Data for this exercise
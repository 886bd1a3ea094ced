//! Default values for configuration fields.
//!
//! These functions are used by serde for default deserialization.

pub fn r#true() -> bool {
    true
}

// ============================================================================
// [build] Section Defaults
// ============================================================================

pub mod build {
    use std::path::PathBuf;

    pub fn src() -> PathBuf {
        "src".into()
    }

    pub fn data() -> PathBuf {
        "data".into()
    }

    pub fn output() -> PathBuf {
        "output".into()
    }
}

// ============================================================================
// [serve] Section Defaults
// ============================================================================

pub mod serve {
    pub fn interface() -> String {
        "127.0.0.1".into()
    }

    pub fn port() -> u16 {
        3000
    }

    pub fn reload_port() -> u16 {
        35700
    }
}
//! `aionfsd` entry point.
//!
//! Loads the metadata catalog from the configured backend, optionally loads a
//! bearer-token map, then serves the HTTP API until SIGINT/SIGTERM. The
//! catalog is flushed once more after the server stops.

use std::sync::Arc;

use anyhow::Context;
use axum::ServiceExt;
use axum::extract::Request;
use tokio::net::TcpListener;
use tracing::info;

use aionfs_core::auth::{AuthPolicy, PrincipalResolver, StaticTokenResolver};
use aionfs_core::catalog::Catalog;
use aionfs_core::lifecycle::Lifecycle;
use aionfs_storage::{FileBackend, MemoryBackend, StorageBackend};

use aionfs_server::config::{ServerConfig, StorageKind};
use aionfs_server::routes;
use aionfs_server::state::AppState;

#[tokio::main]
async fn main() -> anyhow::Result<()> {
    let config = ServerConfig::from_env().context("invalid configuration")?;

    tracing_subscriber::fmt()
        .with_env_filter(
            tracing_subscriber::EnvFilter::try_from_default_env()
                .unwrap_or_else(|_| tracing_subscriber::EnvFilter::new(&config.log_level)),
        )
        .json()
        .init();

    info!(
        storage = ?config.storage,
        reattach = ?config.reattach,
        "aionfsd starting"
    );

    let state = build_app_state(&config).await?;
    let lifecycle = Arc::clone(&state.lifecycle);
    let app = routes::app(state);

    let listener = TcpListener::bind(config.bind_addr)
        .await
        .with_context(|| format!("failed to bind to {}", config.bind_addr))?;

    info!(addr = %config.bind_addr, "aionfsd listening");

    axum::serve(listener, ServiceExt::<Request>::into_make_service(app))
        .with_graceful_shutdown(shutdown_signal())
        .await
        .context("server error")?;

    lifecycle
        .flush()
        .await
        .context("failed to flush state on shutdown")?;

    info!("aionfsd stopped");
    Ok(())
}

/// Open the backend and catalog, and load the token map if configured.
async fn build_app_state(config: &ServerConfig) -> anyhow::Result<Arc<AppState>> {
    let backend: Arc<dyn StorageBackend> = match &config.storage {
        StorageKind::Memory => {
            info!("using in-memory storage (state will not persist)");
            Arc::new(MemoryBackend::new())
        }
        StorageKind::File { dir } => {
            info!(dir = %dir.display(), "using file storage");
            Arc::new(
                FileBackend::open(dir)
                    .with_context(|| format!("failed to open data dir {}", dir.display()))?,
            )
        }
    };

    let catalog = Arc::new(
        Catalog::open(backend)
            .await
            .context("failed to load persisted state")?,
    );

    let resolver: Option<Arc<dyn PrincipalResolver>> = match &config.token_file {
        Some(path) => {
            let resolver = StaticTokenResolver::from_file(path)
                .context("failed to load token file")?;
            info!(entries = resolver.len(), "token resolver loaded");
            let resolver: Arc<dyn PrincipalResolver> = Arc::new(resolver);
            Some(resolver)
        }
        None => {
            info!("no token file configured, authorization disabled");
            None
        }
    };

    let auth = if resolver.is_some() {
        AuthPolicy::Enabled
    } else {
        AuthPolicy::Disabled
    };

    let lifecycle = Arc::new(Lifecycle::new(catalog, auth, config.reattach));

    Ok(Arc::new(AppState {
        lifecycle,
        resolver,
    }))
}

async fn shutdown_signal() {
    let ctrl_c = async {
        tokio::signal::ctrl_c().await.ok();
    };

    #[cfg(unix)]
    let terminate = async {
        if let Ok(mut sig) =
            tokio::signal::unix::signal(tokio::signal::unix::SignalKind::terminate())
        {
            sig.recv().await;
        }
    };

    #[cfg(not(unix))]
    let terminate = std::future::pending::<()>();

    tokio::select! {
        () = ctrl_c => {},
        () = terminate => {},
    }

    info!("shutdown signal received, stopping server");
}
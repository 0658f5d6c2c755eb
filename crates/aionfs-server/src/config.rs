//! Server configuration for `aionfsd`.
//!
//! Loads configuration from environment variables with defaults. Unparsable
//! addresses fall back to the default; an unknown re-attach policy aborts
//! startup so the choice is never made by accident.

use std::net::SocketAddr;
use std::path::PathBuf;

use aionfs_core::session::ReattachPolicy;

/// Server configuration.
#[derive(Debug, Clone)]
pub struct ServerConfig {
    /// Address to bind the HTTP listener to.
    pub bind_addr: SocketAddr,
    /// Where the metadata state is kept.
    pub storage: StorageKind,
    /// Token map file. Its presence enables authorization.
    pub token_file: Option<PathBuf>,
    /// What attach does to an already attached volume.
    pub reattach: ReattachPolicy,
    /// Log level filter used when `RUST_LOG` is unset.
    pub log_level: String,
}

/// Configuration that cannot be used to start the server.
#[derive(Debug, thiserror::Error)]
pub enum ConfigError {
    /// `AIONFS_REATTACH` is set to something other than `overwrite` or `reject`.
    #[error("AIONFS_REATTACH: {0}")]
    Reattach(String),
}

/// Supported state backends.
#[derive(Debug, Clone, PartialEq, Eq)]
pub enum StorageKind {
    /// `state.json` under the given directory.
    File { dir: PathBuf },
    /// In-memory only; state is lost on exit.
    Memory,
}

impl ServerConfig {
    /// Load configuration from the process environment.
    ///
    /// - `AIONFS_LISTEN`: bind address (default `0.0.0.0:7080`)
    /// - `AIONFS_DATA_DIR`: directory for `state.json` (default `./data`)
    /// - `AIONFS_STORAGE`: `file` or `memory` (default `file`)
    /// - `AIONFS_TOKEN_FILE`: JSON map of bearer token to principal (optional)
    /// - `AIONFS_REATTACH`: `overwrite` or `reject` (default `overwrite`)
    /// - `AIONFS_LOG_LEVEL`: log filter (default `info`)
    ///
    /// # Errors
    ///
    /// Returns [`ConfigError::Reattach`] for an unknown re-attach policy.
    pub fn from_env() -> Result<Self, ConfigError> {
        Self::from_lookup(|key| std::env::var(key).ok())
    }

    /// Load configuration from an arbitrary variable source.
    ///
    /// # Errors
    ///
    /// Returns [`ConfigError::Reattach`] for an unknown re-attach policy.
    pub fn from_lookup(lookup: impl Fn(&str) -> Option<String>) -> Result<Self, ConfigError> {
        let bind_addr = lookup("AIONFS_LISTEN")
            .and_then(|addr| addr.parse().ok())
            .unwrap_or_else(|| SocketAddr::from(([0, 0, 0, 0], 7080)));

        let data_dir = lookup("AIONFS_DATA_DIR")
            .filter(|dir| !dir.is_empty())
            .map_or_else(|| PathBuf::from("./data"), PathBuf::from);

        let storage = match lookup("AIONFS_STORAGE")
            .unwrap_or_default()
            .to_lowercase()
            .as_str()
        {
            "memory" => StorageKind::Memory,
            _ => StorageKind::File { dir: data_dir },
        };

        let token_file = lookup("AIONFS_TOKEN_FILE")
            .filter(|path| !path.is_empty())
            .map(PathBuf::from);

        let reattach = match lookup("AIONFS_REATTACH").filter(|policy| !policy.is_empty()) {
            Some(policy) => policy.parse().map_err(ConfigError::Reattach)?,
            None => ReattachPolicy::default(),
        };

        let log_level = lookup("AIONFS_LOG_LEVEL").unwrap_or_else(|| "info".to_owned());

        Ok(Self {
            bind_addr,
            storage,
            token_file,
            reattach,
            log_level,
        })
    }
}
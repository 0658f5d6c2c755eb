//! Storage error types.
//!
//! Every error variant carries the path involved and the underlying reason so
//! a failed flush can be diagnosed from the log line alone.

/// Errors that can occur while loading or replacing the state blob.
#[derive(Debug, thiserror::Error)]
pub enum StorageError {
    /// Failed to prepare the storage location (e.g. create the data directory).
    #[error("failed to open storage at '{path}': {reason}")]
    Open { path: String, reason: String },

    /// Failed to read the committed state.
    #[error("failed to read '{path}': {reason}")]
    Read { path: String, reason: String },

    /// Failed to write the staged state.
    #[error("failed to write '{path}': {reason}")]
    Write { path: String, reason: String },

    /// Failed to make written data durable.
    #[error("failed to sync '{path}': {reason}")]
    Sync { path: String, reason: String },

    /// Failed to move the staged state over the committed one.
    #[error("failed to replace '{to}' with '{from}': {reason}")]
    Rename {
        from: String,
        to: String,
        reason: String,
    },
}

Assignment
Return every line of the preceding records in which the word "HTTP" appears.

Written solution
//! bearer-token map, then serves the HTTP API until SIGINT/SIGTERM. The
    /// Address to bind the HTTP listener to.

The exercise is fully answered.